Working with the assumption that visual culture, specifically film, draws on wider hegemonic discourses circulating within the public space to construct its own narrative, and that hegemonic definitions of the nation emerge and take shape within “public culture,” of which film is a part, this article reads six Indian films from the 1990s and the early 2000s — Roja (Mani Ratnam, 1992), Bombay (Mani Ratnam, 1995), Sarfarosh/The Patriot (John Matthew Mathan, 1999), Mission Kashmir (Vidhu Vinod Chopra, 2000), Gadar/Revolution (Anil Sharma, 2001), and Pinjar/The Cage (Chandra Prakash Dwivedi, 2003). At a time when the Hindu nationalist movement had gained momentum, this article identifies discourses that surrounded “maleness,” the nation and religion through its reading of popular cinema. The three themes that emerged from the reading of these films point to the manner in which discourses of nationalism, masculinity and religion intersected during this particular historical conjuncture in the Indian subcontinent to form hegemonic patterns that represented and reinforced Hindu nationalism.

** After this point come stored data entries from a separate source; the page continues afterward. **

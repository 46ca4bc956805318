use std::sync::Arc;

use axum::{
    extract::FromRequestParts,
    http::request::Parts,
    response::{IntoResponse, Redirect, Response},
};
use axum_extra::extract::cookie::CookieJar;

use super::session::SESSION_COOKIE;
use crate::server::AppState;
use crate::server::flash::{self, Flash};

/// Extractor gating protected handlers on a valid session cookie.
///
/// A request without one is redirected to the login page with the originally
/// requested URL preserved in `next`, so the browser lands back where it was
/// headed after logging in.
pub struct RequireSession(pub crate::types::Principal);

/// Rejection for [`RequireSession`]: the no-session outcome.
pub struct LoginRedirect {
    next: String,
}

impl IntoResponse for LoginRedirect {
    fn into_response(self) -> Response {
        let jar = flash::push(
            CookieJar::new(),
            Flash::error("Please log in to access this page"),
        );
        let target = format!("/login?next={}", urlencoding::encode(&self.next));
        (jar, Redirect::to(&target)).into_response()
    }
}

impl FromRequestParts<Arc<AppState>> for RequireSession {
    type Rejection = LoginRedirect;

    async fn from_request_parts(
        parts: &mut Parts,
        state: &Arc<AppState>,
    ) -> Result<Self, Self::Rejection> {
        let jar = CookieJar::from_headers(&parts.headers);

        let principal = jar
            .get(SESSION_COOKIE)
            .and_then(|cookie| state.session_keys.verify(cookie.value()));

        match principal {
            Some(principal) => Ok(RequireSession(principal)),
            None => Err(LoginRedirect {
                next: original_uri(parts),
            }),
        }
    }
}

fn original_uri(parts: &Parts) -> String {
    parts
        .uri
        .path_and_query()
        .map(|pq| pq.as_str().to_string())
        .unwrap_or_else(|| parts.uri.path().to_string())
}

All six films mobilize ways of seeing that reproduce and represent social differences as they construct the Muslim male as the “other.” Although some of these films ostensibly attempt to grapple with real and contemporary social and political concerns with some sensitivity, they continue to represent hegemonic discourses that accord primacy to the Hindu male over the Muslim male by defining Islam as an ideology and the nation as demanding a suppression of difference.